§ Task to complete
Can you return the records below exactly as they stand, but only from the first line through the one with "async fn validate_form(ctx: FlowCtx<CheckoutCtx>)"?

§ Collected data
━━━━━━

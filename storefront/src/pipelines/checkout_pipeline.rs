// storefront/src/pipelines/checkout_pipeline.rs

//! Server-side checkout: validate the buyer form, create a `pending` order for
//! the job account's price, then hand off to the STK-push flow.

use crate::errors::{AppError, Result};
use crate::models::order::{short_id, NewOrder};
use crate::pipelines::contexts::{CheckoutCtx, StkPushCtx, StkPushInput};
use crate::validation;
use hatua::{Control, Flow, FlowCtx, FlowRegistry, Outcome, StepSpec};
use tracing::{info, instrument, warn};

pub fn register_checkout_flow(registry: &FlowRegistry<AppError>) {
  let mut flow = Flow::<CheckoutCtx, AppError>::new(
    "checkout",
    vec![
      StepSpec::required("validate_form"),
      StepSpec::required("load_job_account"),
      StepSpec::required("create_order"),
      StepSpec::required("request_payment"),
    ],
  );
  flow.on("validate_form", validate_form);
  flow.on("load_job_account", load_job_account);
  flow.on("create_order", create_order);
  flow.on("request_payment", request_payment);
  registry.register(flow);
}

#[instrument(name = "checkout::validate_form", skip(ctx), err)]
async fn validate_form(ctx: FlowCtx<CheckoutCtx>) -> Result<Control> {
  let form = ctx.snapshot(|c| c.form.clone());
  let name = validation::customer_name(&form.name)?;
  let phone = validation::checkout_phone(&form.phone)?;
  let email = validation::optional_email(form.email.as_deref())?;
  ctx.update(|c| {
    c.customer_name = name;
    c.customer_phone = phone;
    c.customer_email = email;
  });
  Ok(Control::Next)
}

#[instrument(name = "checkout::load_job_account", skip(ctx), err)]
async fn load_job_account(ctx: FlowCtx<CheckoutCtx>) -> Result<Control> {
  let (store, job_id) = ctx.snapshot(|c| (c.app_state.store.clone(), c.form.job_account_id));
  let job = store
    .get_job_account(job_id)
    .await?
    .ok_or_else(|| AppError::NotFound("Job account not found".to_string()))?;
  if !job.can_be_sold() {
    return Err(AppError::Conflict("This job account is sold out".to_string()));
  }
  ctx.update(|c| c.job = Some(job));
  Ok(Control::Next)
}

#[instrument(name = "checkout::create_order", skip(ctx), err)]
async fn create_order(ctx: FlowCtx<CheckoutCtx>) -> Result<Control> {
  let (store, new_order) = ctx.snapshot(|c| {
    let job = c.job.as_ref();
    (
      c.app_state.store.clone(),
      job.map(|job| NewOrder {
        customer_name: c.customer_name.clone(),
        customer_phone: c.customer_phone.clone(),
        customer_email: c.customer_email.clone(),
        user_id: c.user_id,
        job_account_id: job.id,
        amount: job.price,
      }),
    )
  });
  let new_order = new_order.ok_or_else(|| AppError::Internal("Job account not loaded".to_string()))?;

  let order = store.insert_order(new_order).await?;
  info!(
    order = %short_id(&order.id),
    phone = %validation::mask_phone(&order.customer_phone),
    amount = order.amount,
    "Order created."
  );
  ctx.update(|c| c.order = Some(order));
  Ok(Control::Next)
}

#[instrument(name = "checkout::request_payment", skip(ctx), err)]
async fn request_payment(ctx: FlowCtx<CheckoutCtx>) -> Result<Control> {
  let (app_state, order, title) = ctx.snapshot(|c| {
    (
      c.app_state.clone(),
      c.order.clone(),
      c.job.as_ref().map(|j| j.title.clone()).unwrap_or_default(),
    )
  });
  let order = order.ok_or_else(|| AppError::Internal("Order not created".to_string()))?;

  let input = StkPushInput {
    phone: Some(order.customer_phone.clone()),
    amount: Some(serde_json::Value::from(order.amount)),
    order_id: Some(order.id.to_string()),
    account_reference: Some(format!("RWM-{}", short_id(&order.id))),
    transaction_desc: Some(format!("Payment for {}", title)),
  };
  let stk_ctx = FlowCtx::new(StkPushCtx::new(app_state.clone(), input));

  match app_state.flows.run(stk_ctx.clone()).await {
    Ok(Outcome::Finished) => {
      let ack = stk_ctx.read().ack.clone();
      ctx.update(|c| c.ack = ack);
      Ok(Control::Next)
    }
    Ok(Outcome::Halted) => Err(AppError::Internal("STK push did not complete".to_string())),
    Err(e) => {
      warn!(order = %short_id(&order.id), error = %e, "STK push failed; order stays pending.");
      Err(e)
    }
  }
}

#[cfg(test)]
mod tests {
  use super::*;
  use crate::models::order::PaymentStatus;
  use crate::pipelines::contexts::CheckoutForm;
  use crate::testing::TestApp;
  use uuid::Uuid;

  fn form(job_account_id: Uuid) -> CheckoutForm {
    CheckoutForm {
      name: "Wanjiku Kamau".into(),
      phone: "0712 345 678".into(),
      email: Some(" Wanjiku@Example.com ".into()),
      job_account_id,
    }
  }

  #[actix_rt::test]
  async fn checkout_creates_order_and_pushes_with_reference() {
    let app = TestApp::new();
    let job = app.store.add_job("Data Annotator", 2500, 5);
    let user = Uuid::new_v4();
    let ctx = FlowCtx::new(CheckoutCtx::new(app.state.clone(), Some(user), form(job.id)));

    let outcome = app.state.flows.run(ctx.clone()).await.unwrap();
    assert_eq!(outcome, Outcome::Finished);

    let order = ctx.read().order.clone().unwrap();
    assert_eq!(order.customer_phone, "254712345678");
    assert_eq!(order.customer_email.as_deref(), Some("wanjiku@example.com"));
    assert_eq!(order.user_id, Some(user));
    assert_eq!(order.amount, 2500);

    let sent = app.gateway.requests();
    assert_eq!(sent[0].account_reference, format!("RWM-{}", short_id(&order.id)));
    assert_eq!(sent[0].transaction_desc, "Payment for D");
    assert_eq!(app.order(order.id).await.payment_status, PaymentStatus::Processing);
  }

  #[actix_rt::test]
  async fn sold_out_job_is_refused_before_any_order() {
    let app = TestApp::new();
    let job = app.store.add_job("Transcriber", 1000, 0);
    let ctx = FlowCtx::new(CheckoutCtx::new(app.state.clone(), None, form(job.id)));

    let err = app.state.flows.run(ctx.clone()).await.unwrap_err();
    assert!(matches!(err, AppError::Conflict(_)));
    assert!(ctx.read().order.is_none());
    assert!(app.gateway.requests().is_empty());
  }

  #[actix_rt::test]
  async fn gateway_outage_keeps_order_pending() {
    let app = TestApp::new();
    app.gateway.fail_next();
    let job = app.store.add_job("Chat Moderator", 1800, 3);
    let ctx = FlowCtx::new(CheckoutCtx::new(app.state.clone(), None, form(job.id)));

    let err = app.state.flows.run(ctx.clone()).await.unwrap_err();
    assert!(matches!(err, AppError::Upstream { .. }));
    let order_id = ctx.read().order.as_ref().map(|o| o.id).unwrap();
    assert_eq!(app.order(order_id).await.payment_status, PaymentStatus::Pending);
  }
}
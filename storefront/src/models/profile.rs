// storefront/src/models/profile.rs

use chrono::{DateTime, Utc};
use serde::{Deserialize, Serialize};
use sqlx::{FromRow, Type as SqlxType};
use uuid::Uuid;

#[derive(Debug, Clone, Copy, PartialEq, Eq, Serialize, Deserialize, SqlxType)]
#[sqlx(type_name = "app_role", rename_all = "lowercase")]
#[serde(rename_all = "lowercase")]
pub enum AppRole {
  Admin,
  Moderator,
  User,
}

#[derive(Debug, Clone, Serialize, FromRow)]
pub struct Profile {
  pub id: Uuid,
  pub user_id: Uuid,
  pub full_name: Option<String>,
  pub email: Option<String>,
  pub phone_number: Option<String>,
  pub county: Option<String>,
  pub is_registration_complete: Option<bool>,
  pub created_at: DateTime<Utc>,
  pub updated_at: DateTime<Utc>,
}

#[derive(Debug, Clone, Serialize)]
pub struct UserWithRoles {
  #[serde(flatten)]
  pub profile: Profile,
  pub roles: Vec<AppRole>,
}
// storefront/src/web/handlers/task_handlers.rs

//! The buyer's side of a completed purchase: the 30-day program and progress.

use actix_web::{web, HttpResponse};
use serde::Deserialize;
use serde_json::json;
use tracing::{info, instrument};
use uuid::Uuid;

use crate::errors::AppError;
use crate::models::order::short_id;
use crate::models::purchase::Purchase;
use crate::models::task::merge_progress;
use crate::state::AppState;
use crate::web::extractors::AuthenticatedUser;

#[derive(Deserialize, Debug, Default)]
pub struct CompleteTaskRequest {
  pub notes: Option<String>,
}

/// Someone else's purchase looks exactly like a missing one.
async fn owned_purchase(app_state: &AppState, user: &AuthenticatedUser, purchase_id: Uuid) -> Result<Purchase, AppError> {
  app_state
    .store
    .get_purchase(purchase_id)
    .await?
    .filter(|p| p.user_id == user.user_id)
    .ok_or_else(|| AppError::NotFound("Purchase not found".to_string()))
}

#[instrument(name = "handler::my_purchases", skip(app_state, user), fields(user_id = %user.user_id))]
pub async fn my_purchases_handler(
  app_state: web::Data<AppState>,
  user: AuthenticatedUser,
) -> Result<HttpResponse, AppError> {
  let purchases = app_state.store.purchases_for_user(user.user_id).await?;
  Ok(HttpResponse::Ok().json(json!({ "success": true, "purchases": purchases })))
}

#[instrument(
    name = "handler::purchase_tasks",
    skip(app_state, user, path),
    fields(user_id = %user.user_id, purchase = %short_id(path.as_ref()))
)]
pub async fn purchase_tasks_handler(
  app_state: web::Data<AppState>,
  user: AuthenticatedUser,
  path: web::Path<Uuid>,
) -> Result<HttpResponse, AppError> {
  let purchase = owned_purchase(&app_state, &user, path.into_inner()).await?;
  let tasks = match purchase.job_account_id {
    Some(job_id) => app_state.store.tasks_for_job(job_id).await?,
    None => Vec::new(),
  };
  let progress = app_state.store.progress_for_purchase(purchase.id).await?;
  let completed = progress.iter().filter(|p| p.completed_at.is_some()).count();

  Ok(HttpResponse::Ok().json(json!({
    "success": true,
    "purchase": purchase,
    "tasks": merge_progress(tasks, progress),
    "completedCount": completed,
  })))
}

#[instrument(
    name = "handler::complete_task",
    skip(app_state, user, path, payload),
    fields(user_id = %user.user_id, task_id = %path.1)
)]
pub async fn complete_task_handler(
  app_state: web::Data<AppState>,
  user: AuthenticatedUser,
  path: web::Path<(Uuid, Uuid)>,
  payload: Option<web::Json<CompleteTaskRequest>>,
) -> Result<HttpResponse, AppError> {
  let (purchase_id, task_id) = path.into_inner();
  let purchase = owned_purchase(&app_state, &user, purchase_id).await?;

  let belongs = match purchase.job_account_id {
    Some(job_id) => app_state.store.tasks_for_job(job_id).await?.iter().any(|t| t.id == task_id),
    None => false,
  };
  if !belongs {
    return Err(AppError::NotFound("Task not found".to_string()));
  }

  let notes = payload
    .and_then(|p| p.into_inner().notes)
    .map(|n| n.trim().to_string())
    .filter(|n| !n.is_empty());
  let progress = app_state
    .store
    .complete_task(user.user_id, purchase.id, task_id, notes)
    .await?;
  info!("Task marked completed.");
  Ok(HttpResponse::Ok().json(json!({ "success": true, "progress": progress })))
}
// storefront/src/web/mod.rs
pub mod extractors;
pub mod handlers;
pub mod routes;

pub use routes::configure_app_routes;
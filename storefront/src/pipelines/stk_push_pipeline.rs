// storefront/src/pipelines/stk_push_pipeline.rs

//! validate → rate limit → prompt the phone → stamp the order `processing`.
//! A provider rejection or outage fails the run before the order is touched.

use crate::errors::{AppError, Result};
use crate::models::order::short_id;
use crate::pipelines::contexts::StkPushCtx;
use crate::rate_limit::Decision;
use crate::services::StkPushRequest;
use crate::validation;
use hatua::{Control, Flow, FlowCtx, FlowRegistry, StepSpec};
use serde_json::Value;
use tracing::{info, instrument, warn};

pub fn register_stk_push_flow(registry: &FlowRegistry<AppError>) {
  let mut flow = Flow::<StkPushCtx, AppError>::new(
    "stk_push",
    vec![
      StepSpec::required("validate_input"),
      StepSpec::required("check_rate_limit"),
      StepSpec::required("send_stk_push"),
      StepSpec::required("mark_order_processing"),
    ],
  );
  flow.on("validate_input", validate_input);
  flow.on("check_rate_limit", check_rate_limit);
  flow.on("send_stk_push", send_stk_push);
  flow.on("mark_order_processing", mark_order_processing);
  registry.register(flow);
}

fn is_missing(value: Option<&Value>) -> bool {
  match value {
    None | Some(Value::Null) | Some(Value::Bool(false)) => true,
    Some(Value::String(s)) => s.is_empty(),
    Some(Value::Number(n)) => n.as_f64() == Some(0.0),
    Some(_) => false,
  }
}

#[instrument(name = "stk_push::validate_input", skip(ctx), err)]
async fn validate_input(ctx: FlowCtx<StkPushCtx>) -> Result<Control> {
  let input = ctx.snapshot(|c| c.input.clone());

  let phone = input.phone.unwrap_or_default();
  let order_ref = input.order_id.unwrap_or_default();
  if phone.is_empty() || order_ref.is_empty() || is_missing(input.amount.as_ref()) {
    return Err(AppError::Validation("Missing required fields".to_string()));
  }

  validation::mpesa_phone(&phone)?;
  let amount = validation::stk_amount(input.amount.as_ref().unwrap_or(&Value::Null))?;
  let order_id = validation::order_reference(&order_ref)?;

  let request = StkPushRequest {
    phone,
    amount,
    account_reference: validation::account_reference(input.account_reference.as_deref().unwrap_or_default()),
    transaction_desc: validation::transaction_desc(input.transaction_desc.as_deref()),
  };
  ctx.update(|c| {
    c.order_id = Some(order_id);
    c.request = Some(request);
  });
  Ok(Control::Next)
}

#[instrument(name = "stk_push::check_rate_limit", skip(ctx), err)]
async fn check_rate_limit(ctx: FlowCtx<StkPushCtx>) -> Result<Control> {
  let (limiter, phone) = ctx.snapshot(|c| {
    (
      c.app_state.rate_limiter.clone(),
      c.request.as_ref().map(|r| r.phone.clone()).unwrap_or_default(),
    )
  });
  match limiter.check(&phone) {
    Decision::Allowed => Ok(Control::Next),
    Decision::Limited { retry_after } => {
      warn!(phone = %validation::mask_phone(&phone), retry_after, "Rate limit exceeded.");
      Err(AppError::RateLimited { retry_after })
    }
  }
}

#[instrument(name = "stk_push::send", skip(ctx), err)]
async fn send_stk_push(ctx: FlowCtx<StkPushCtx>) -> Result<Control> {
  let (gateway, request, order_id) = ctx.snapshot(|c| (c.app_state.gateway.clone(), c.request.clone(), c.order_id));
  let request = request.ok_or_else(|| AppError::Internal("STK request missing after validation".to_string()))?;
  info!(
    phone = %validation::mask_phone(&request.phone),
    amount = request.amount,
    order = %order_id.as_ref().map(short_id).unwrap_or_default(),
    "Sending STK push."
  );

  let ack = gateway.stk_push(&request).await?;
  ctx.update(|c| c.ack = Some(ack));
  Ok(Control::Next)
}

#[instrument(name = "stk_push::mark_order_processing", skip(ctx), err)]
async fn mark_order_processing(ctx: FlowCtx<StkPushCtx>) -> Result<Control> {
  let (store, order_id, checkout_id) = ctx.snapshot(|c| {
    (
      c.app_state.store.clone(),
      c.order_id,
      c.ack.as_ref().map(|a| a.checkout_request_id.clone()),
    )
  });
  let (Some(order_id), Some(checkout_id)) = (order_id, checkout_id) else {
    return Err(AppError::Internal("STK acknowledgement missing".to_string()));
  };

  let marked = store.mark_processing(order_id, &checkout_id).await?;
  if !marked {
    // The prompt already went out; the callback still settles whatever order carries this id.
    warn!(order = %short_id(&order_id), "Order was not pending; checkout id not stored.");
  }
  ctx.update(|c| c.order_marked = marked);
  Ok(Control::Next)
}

━━━━━━

§ Answer for the task
filename storefront/src/pipelines/checkout_pipeline.rs
// storefront/src/pipelines/checkout_pipeline.rs

//! Server-side checkout: validate the buyer form, create a `pending` order for
//! the job account's price, then hand off to the STK-push flow.

use crate::errors::{AppError, Result};
use crate::models::order::{short_id, NewOrder};
use crate::pipelines::contexts::{CheckoutCtx, StkPushCtx, StkPushInput};
use crate::validation;
use hatua::{Control, Flow, FlowCtx, FlowRegistry, Outcome, StepSpec};
use tracing::{info, instrument, warn};

pub fn register_checkout_flow(registry: &FlowRegistry<AppError>) {
  let mut flow = Flow::<CheckoutCtx, AppError>::new(
    "checkout",
    vec![
      StepSpec::required("validate_form"),
      StepSpec::required("load_job_account"),
      StepSpec::required("create_order"),
      StepSpec::required("request_payment"),
    ],
  );
  flow.on("validate_form", validate_form);
  flow.on("load_job_account", load_job_account);
  flow.on("create_order", create_order);
  flow.on("request_payment", request_payment);
  registry.register(flow);
}

#[instrument(name = "checkout::validate_form", skip(ctx), err)]
async fn validate_form(ctx: FlowCtx<CheckoutCtx>) -> Result<Control> {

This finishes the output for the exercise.